ACTIVITY
Starting with the first line below, reproduce each line exactly until you have included the one bearing "let mut compressed".
START INPUT
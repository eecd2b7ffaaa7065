//! Test fixtures: an in-memory archive writer and block framing helpers.
//!
//! [`ArchiveBuilder`] lays out complete `.mdx`/`.mdd` files byte by byte so every
//! reader test runs against a real archive layout without fixture files.

use std::io::Write;

use byteorder::{BigEndian, LittleEndian, WriteBytesExt};
use encoding_rs::Encoding;
use flate2::write::ZlibEncoder;
use flate2::Compression;

use crate::crypto::encryption::{decrypt_salsa20, derive_block_key};
use crate::storage::header::ArchiveKind;
use crate::storage::reader_helper::get_encoding_object_by_label;
use crate::utils::compression::CompressionMethod;

pub fn init_logger() {
    let _ = env_logger::builder().is_test(true).try_init();
}

pub fn deflate(data: &[u8]) -> Vec<u8> {
    let mut encoder = ZlibEncoder::new(Vec::new(), Compression::default());
    encoder.write_all(data).unwrap();
    encoder.finish().unwrap()
}

pub fn lzo_compress(data: &[u8]) -> Vec<u8> {
    // worst case LZO1X expansion
    let mut compressed = Vec::with_capacity(data.len() + data.len() / 16 + 64 + 3);
    let mut ctx = rust_lzo::LZOContext::new();
    let error = ctx.compress(data, &mut compressed);
    assert!(error == rust_lzo::LZOError::OK, "LZO compression error: {}", error as i32);
    compressed
}

/// Inverse of `decrypt_block_payload`.
pub fn scramble_block_payload(data: &mut [u8], key: &[u8]) {
    let mut previous = 0x36u8;
    for (i, byte) in data.iter_mut().enumerate() {
        let scrambled = (*byte ^ previous ^ (i as u8) ^ key[i % key.len()]).rotate_left(4);
        *byte = scrambled;
        previous = scrambled;
    }
}

/// Frames `data` the way key, record and key-block-info blocks are stored.
pub fn frame_block(data: &[u8], method: CompressionMethod, encrypted: bool) -> Vec<u8> {
    let mut payload = match method {
        CompressionMethod::None => data.to_vec(),
        CompressionMethod::Lzo => lzo_compress(data),
        CompressionMethod::Deflate => deflate(data),
    };
    let checksum = adler::adler32_slice(data).to_be_bytes();
    if encrypted {
        scramble_block_payload(&mut payload, &derive_block_key(&checksum));
    }
    let mut frame = vec![method as u8, 0, 0, 0];
    frame.extend_from_slice(&checksum);
    frame.extend_from_slice(&payload);
    frame
}

#[derive(Debug, Clone, Copy, PartialEq, Eq)]
pub enum Layout {
    /// Engine 1.2: 4-byte integers, raw key block info table
    V1,
    /// Engine 2.0: 8-byte integers, framed key block info table
    V2,
}

/// Where each section of a built archive starts.
#[derive(Debug, Clone, Copy, Default)]
pub struct SectionOffsets {
    pub key_info: usize,
    pub key_blocks: usize,
    pub record_info: usize,
    pub record_blocks: usize,
}

#[derive(Debug, Clone)]
enum Record {
    Text(String),
    Raw(Vec<u8>),
}

/// Writes complete archives in memory.
#[derive(Debug, Clone)]
pub struct ArchiveBuilder {
    kind: ArchiveKind,
    layout: Layout,
    encoding_label: String,
    case_sensitive: bool,
    strip_key: bool,
    extra_attrs: Vec<(String, String)>,
    entries: Vec<(String, Record)>,
    keys_per_block: usize,
    records_per_block: usize,
    key_compression: CompressionMethod,
    record_compression: CompressionMethod,
    encrypt_key_info: bool,
    summary_key: Option<[u8; 16]>,
    record_size_deltas: Vec<(usize, i64)>,
    record_entry_count_delta: i64,
}

impl ArchiveBuilder {
    fn new(kind: ArchiveKind) -> Self {
        Self {
            kind,
            layout: Layout::V2,
            encoding_label: "UTF-8".to_string(),
            case_sensitive: false,
            strip_key: false,
            extra_attrs: Vec::new(),
            entries: Vec::new(),
            keys_per_block: 32,
            records_per_block: 32,
            key_compression: CompressionMethod::Deflate,
            record_compression: CompressionMethod::Deflate,
            encrypt_key_info: false,
            summary_key: None,
            record_size_deltas: Vec::new(),
            record_entry_count_delta: 0,
        }
    }

    pub fn mdx() -> Self {
        Self::new(ArchiveKind::Mdx)
    }

    pub fn mdd() -> Self {
        Self::new(ArchiveKind::Mdd)
    }

    /// Adds a text record, stored NUL-terminated in the archive encoding.
    pub fn entry(mut self, key: &str, text: &str) -> Self {
        self.entries.push((key.to_string(), Record::Text(text.to_string())));
        self
    }

    /// Adds a record stored byte for byte.
    pub fn raw_entry(mut self, key: &str, bytes: &[u8]) -> Self {
        self.entries.push((key.to_string(), Record::Raw(bytes.to_vec())));
        self
    }

    pub fn layout(mut self, layout: Layout) -> Self {
        self.layout = layout;
        self
    }

    pub fn utf16(self) -> Self {
        self.encoding_label("UTF-16")
    }

    pub fn encoding_label(mut self, label: &str) -> Self {
        self.encoding_label = label.to_string();
        self
    }

    pub fn case_sensitive(mut self) -> Self {
        self.case_sensitive = true;
        self
    }

    pub fn strip_key(mut self) -> Self {
        self.strip_key = true;
        self
    }

    pub fn header_attr(mut self, name: &str, value: &str) -> Self {
        self.extra_attrs.push((name.to_string(), value.to_string()));
        self
    }

    pub fn keys_per_block(mut self, n: usize) -> Self {
        self.keys_per_block = n.max(1);
        self
    }

    pub fn records_per_block(mut self, n: usize) -> Self {
        self.records_per_block = n.max(1);
        self
    }

    pub fn key_compression(mut self, method: CompressionMethod) -> Self {
        self.key_compression = method;
        self
    }

    pub fn record_compression(mut self, method: CompressionMethod) -> Self {
        self.record_compression = method;
        self
    }

    /// Scrambles the key block info block (`Encrypted="2"`).
    pub fn encrypt_key_info(mut self) -> Self {
        self.encrypt_key_info = true;
        self
    }

    /// Encrypts the key block info summary under a registration key (`Encrypted="1"`).
    pub fn encrypt_summary(mut self, key: [u8; 16]) -> Self {
        self.summary_key = Some(key);
        self
    }

    /// Declares record block `block` to decode to `delta` more bytes than it does.
    pub fn record_size_delta(mut self, block: usize, delta: i64) -> Self {
        self.record_size_deltas.push((block, delta));
        self
    }

    /// Declares `delta` more records than there are keys.
    pub fn record_entry_count_delta(mut self, delta: i64) -> Self {
        self.record_entry_count_delta = delta;
        self
    }

    fn encoding(&self) -> &'static Encoding {
        match self.kind {
            ArchiveKind::Mdd => encoding_rs::UTF_16LE,
            ArchiveKind::Mdx => get_encoding_object_by_label(&self.encoding_label).unwrap(),
        }
    }

    fn is_utf16(&self) -> bool {
        self.encoding() == encoding_rs::UTF_16LE
    }

    fn encode(&self, text: &str) -> Vec<u8> {
        if self.is_utf16() {
            // encoding_rs never encodes to UTF-16
            text.encode_utf16().flat_map(|unit| unit.to_le_bytes()).collect()
        } else {
            let (bytes, _, had_errors) = self.encoding().encode(text);
            assert!(!had_errors, "{:?} is not representable in {}", text, self.encoding().name());
            bytes.into_owned()
        }
    }

    fn terminator(&self) -> Vec<u8> {
        vec![0; if self.is_utf16() { 2 } else { 1 }]
    }

    fn record_bytes(&self, record: &Record) -> Vec<u8> {
        match record {
            Record::Text(text) => {
                let mut bytes = self.encode(text);
                bytes.extend(self.terminator());
                bytes
            }
            Record::Raw(bytes) => bytes.clone(),
        }
    }

    /// Logical offsets of every record, in entry order.
    pub fn record_offsets(&self) -> Vec<u64> {
        let mut offset = 0u64;
        self.entries.iter()
            .map(|(_, record)| {
                let start = offset;
                offset += self.record_bytes(record).len() as u64;
                start
            })
            .collect()
    }

    fn write_uint(&self, out: &mut Vec<u8>, value: u64) {
        match self.layout {
            Layout::V1 => out.write_u32::<BigEndian>(value as u32).unwrap(),
            Layout::V2 => out.write_u64::<BigEndian>(value).unwrap(),
        }
    }

    fn header_frame(&self) -> Vec<u8> {
        let version = match self.layout {
            Layout::V1 => "1.2",
            Layout::V2 => "2.0",
        };
        let encrypted = match (self.summary_key.is_some(), self.encrypt_key_info) {
            (false, false) => "No".to_string(),
            (summary, info) => ((summary as u8) | ((info as u8) << 1)).to_string(),
        };
        let yes_no = |flag: bool| if flag { "Yes" } else { "No" };
        let mut xml = match self.kind {
            ArchiveKind::Mdx => format!(
                r#"<Dictionary GeneratedByEngineVersion="{v}" RequiredEngineVersion="{v}" Encrypted="{e}" Encoding="{enc}" Format="Html" KeyCaseSensitive="{cs}" StripKey="{sk}" Title="Test Dictionary" Description="Built in memory" CreationDate="2026-10-19""#,
                v = version, e = encrypted, enc = self.encoding_label,
                cs = yes_no(self.case_sensitive), sk = yes_no(self.strip_key),
            ),
            ArchiveKind::Mdd => format!(
                r#"<Library_Data GeneratedByEngineVersion="{v}" RequiredEngineVersion="{v}" Encrypted="{e}" Format="" KeyCaseSensitive="{cs}" Title="Test Resources""#,
                v = version, e = encrypted, cs = yes_no(self.case_sensitive),
            ),
        };
        for (name, value) in &self.extra_attrs {
            xml.push_str(&format!(r#" {}="{}""#, name, quick_xml::escape::escape(value.as_str())));
        }
        xml.push_str("/>\r\n");

        let text: Vec<u8> = match self.kind {
            ArchiveKind::Mdd => xml.encode_utf16().flat_map(|unit| unit.to_le_bytes()).collect(),
            ArchiveKind::Mdx if self.is_utf16() => xml.encode_utf16().flat_map(|unit| unit.to_le_bytes()).collect(),
            ArchiveKind::Mdx => xml.into_bytes(),
        };
        let mut out = Vec::new();
        out.write_u32::<BigEndian>(text.len() as u32).unwrap();
        out.extend_from_slice(&text);
        out.write_u32::<LittleEndian>(adler::adler32_slice(&text)).unwrap();
        out
    }

    fn write_info_key(&self, out: &mut Vec<u8>, key: &str) {
        let bytes = self.encode(key);
        let units = if self.is_utf16() { bytes.len() / 2 } else { bytes.len() };
        match self.layout {
            Layout::V1 => {
                out.push(units as u8);
                out.extend_from_slice(&bytes);
            }
            Layout::V2 => {
                out.write_u16::<BigEndian>(units as u16).unwrap();
                out.extend_from_slice(&bytes);
                out.extend(self.terminator());
            }
        }
    }

    /// Key blocks and the table describing them.
    fn key_blocks(&self, offsets: &[u64]) -> (Vec<u8>, Vec<u8>, u64) {
        let mut table = Vec::new();
        let mut blocks = Vec::new();
        let mut block_count = 0u64;
        let numbered: Vec<_> = self.entries.iter().zip(offsets).collect();
        for chunk in numbered.chunks(self.keys_per_block) {
            let mut payload = Vec::new();
            for &(entry, &offset) in chunk {
                self.write_uint(&mut payload, offset);
                payload.extend(self.encode(&entry.0));
                payload.extend(self.terminator());
            }
            let frame = frame_block(&payload, self.key_compression, false);

            let first_key = &chunk[0].0.0;
            let last_key = &chunk[chunk.len() - 1].0.0;
            self.write_uint(&mut table, chunk.len() as u64);
            self.write_info_key(&mut table, first_key);
            self.write_info_key(&mut table, last_key);
            self.write_uint(&mut table, frame.len() as u64);
            self.write_uint(&mut table, payload.len() as u64);
            blocks.extend(frame);
            block_count += 1;
        }
        (table, blocks, block_count)
    }

    fn key_info(&self, table: &[u8], key_blocks_len: u64, block_count: u64) -> Vec<u8> {
        let entry_count = self.entries.len() as u64;
        let mut out = Vec::new();
        match self.layout {
            Layout::V1 => {
                for value in [block_count, entry_count, table.len() as u64, key_blocks_len] {
                    out.write_u32::<BigEndian>(value as u32).unwrap();
                }
                out.extend_from_slice(table);
            }
            Layout::V2 => {
                let framed = frame_block(table, self.key_compression, self.encrypt_key_info);
                let mut summary = Vec::new();
                for value in [block_count, entry_count, table.len() as u64, framed.len() as u64, key_blocks_len] {
                    summary.write_u64::<BigEndian>(value).unwrap();
                }
                let checksum = adler::adler32_slice(&summary);
                match &self.summary_key {
                    Some(key) => out.extend(decrypt_salsa20(&summary, key).unwrap()),
                    None => out.extend_from_slice(&summary),
                }
                out.write_u32::<BigEndian>(checksum).unwrap();
                out.extend(framed);
            }
        }
        out
    }

    /// Record-block-info header and table, then the record blocks.
    fn records(&self) -> (Vec<u8>, Vec<u8>) {
        let mut rows = Vec::new();
        let mut blocks = Vec::new();
        let chunks: Vec<_> = self.entries.chunks(self.records_per_block).collect();
        for (index, chunk) in chunks.iter().enumerate() {
            let payload: Vec<u8> = chunk.iter().flat_map(|(_, record)| self.record_bytes(record)).collect();
            let frame = frame_block(&payload, self.record_compression, false);
            let delta: i64 = self.record_size_deltas.iter()
                .filter(|(block, _)| *block == index)
                .map(|(_, delta)| *delta)
                .sum();
            self.write_uint(&mut rows, frame.len() as u64);
            self.write_uint(&mut rows, (payload.len() as i64 + delta) as u64);
            blocks.extend(frame);
        }
        let mut info = Vec::new();
        self.write_uint(&mut info, chunks.len() as u64);
        self.write_uint(&mut info, (self.entries.len() as i64 + self.record_entry_count_delta) as u64);
        self.write_uint(&mut info, rows.len() as u64);
        self.write_uint(&mut info, blocks.len() as u64);
        info.extend(rows);
        (info, blocks)
    }

    fn assemble(&self) -> (Vec<u8>, SectionOffsets) {
        let offsets = self.record_offsets();
        let mut out = self.header_frame();
        let key_info_offset = out.len();

        let (table, key_blocks, block_count) = self.key_blocks(&offsets);
        out.extend(self.key_info(&table, key_blocks.len() as u64, block_count));
        let key_blocks_offset = out.len();
        out.extend(key_blocks);

        let record_info_offset = out.len();
        let (record_info, record_blocks) = self.records();
        out.extend(record_info);
        let record_blocks_offset = out.len();
        out.extend(record_blocks);

        let sections = SectionOffsets {
            key_info: key_info_offset,
            key_blocks: key_blocks_offset,
            record_info: record_info_offset,
            record_blocks: record_blocks_offset,
        };
        (out, sections)
    }

    pub fn build(&self) -> Vec<u8> {
        self.assemble().0
    }

    pub fn section_offsets(&self) -> SectionOffsets {
        self.assemble().1
    }

    pub fn key_info_offset(&self) -> usize {
        self.section_offsets().key_info
    }
}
END INPUT
TASK OUTPUT
repository eecd2b7ffaaa7065
//! Test fixtures: an in-memory archive writer and block framing helpers.
//!
//! [`ArchiveBuilder`] lays out complete `.mdx`/`.mdd` files byte by byte so every
//! reader test runs against a real archive layout without fixture files.

use std::io::Write;

use byteorder::{BigEndian, LittleEndian, WriteBytesExt};
use encoding_rs::Encoding;
use flate2::write::ZlibEncoder;
use flate2::Compression;

use crate::crypto::encryption::{decrypt_salsa20, derive_block_key};
use crate::storage::header::ArchiveKind;
use crate::storage::reader_helper::get_encoding_object_by_label;
use crate::utils::compression::CompressionMethod;

pub fn init_logger() {
    let _ = env_logger::builder().is_test(true).try_init();
}

pub fn deflate(data: &[u8]) -> Vec<u8> {
    let mut encoder = ZlibEncoder::new(Vec::new(), Compression::default());
    encoder.write_all(data).unwrap();
    encoder.finish().unwrap()
}

pub fn lzo_compress(data: &[u8]) -> Vec<u8> {
    // worst case LZO1X expansion
    let mut compressed = Vec::with_capacity(data.len() + data.len() / 16 + 64 + 3);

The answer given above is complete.